PAM-Independent CRISPR-Cas12a System for Specific Assays of Single Nucleotide Variants
Jinlong Ai, Jinhai Deng, Jingjing Hu, Xingxiang Pu, Tongyan Yuan, Yanling Teng, Han Li, Bojie Chen, Jinlian Du, Ling Jiang, Xiaoyan Chen, Erhu Xiong, Ronghua Yang
Abstract
The CRISPR-Cas12a system has been extensively utilized in nucleic acid detection owing to its remarkable sensitivity and specificity. Nonetheless, its strict dependency on the presence of a protospacer adjacent motif (PAM) within double-stranded DNA (dsDNA) introduces considerable limitations, thereby constraining its applicability, flexibility, and broader accessibility in molecular diagnostics.

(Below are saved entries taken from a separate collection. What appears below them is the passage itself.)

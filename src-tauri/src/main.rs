// Prevents additional console window on Windows in release, DO NOT REMOVE!!
#![cfg_attr(not(debug_assertions), windows_subsystem = "windows")]

fn main() {
    cardioscribe_lib::run()
}
//! Prediction submission workflow.
//!
//! Validate locally, submit, then re-fetch the patient's persisted
//! history and display its most recent record. The synchronous predict
//! response is only an acknowledgement — risk label, probability, and
//! date normalization are authoritative in the persisted record, so the
//! immediate payload is discarded.

use crate::backend::BackendApi;
use crate::models::diagnosis::normalize_date;
use crate::models::features::{FeatureDraft, ValidationError};
use crate::models::prediction::PredictionRecord;
use crate::models::DisplayDiagnosis;

#[derive(Debug, Clone, PartialEq, thiserror::Error)]
pub enum PredictError {
    #[error(transparent)]
    Validation(#[from] ValidationError),
    #[error("Prediction submission failed: {0}")]
    Submission(String),
    #[error("Prediction saved, but the result could not be confirmed: {0}")]
    Confirmation(String),
    #[error("No record found for patient \"{0}\" after a successful submission")]
    NoRecordFound(String),
}

/// Submit a feature draft for `patient_name` and return the authoritative
/// display record.
///
/// Validation happens before any network traffic; a draft with a missing
/// or malformed field fails with [`PredictError::Validation`] and the
/// backend never sees the request.
pub fn submit_prediction(
    api: &dyn BackendApi,
    patient_name: &str,
    draft: &FeatureDraft,
) -> Result<DisplayDiagnosis, PredictError> {
    let name = patient_name.trim();
    if name.is_empty() {
        return Err(ValidationError::new("patientName", "value is empty").into());
    }
    let snapshot = draft.finalize()?;

    let results = api
        .predict(name, &snapshot)
        .map_err(|e| PredictError::Submission(e.to_string()))?;
    let Some(ack) = results.first() else {
        return Err(PredictError::Submission(
            "server returned no prediction result".to_string(),
        ));
    };
    tracing::info!(
        patient = name,
        risk = %ack.risk_level,
        "prediction acknowledged; fetching authoritative record"
    );

    let records = api
        .patient_predictions(name)
        .map_err(|e| PredictError::Confirmation(e.to_string()))?;

    latest_record(&records)
        .and_then(DisplayDiagnosis::from_record)
        .ok_or_else(|| PredictError::NoRecordFound(name.to_string()))
}

/// The most recent record by parsed date. Records whose date does not
/// parse cannot be "most recent". Ties on the date go to the record that
/// appears first in server order — a deterministic, stable choice.
pub fn latest_record(records: &[PredictionRecord]) -> Option<&PredictionRecord> {
    let mut best: Option<(&PredictionRecord, String)> = None;
    for record in records {
        let Some(date) = record.date.as_deref().and_then(normalize_date) else {
            continue;
        };
        match &best {
            Some((_, current)) if *current >= date => {}
            _ => best = Some((record, date)),
        }
    }
    best.map(|(record, _)| record)
}

#[cfg(test)]
mod tests {
    use super::*;
    use crate::backend::{ApiError, MockBackend};
    use crate::models::features::{complete_draft, FeatureDraft, FeatureField};
    use crate::models::prediction::RiskResult;
    use serde_json::json;

    fn record(date: &str, risk: &str) -> PredictionRecord {
        PredictionRecord {
            date: Some(date.to_string()),
            risk_level: Some(risk.to_string()),
            probability: Some(0.82),
            input_data: json!({"Age": 45}).as_object().unwrap().clone(),
        }
    }

    #[test]
    fn valid_draft_never_fails_validation() {
        let api = MockBackend::new().with_history(vec![record("2026-08-27", "High")]);
        let result = submit_prediction(&api, "John Doe", &complete_draft());
        assert!(!matches!(result, Err(PredictError::Validation(_))));
    }

    #[test]
    fn incomplete_draft_makes_no_network_call() {
        let api = MockBackend::new();
        let mut draft = FeatureDraft::new();
        for (field, value) in complete_draft().iter() {
            if field != FeatureField::RestingBp {
                draft.set(field, value).unwrap();
            }
        }

        let err = submit_prediction(&api, "John Doe", &draft).unwrap_err();
        match err {
            PredictError::Validation(v) => assert_eq!(v.field, "RestingBP"),
            other => panic!("expected validation error, got {other:?}"),
        }
        assert_eq!(api.counts().predict, 0);
        assert_eq!(api.counts().patient_predictions, 0);
    }

    #[test]
    fn empty_patient_name_is_rejected_locally() {
        let api = MockBackend::new();
        let err = submit_prediction(&api, "   ", &complete_draft()).unwrap_err();
        assert!(matches!(err, PredictError::Validation(_)));
        assert_eq!(api.counts().predict, 0);
    }

    #[test]
    fn displays_the_most_recent_persisted_record() {
        let api = MockBackend::new()
            .with_predict(vec![RiskResult {
                risk_level: "High".into(),
                probability: 0.82,
            }])
            .with_history(vec![
                record("2024-03-10", "Low"),
                record("2026-08-27", "High"),
                record("2024-06-15", "Medium"),
            ]);

        let diagnosis = submit_prediction(&api, "John Doe", &complete_draft()).unwrap();
        assert_eq!(diagnosis.date, "2026-08-27");
        assert_eq!(
            diagnosis.medicine_lines,
            vec!["Aspirin (daily)", "Statins", "Beta-blockers"]
        );
        // Submit then confirm: exactly one call to each endpoint.
        assert_eq!(api.counts().predict, 1);
        assert_eq!(api.counts().patient_predictions, 1);
    }

    #[test]
    fn date_ties_go_to_server_order() {
        let first = record("2026-08-27", "High");
        let second = record("2026-08-27", "Low");
        let records = vec![first.clone(), second];
        let latest = latest_record(&records).unwrap();
        assert_eq!(latest, &first);
    }

    #[test]
    fn unparseable_dates_cannot_be_most_recent() {
        let records = vec![record("not-a-date", "High"), record("2024-06-15", "Low")];
        assert_eq!(latest_record(&records).unwrap().date.as_deref(), Some("2024-06-15"));
        assert!(latest_record(&[record("???", "High")]).is_none());
    }

    #[test]
    fn empty_predict_reply_is_a_submission_error() {
        let api = MockBackend::new().with_predict(Vec::new());
        let err = submit_prediction(&api, "John Doe", &complete_draft()).unwrap_err();
        assert!(matches!(err, PredictError::Submission(_)));
    }

    #[test]
    fn predict_server_error_is_a_submission_error() {
        let api = MockBackend::new().with_predict_error(ApiError::Server {
            status: 500,
            body: "boom".into(),
        });
        let err = submit_prediction(&api, "John Doe", &complete_draft()).unwrap_err();
        assert!(matches!(err, PredictError::Submission(_)));
        assert_eq!(api.counts().patient_predictions, 0);
    }

    #[test]
    fn empty_history_after_submit_is_no_record_found() {
        let api = MockBackend::new().with_history(Vec::new());
        let err = submit_prediction(&api, "John Doe", &complete_draft()).unwrap_err();
        assert_eq!(err, PredictError::NoRecordFound("John Doe".to_string()));
    }

    #[test]
    fn history_failure_after_submit_is_a_confirmation_error() {
        let api = MockBackend::new().with_history_error(ApiError::Timeout(60));
        let err = submit_prediction(&api, "John Doe", &complete_draft()).unwrap_err();
        assert!(matches!(err, PredictError::Confirmation(_)));
    }
}
pub mod diagnosis;
pub mod extraction;
pub mod features;
pub mod prediction;

pub use diagnosis::DisplayDiagnosis;
pub use extraction::ExtractionResult;
pub use features::{FeatureDraft, FeatureField, FeatureSnapshot, ValidationError};
pub use prediction::{PredictionRecord, RiskCategory, RiskResult};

Here, we communicate a universal, robust, and high-fidelity method for a PAM-independent nucleic acid assay based on the CRISPR-Cas12a system, named TRACER (mutant target-recognized PAM-independent CRISPR-Cas12a enzyme reporting system). TRACER can effectively distinguish target nucleic acids at concentrations as low as 0.5 aM, thereby enabling it to identify the presence of a 0.1% single nucleotide variant (SNV)-included mutant-type gene in heterozygotes. Thus, TRACER exhibits comparable sensitivity, specificity, and accuracy to Sanger sequencing in analyzing the SNV-related clinical tumor samples. Overall, TRACER introduces a brand-new perspective for SNV assays by eliminating the dependency on PAM sites and significantly expands the application range of the CRISPR-Cas12a system, thus holding immense potential for clinical diagnostics, biomedical research, and drug discovery.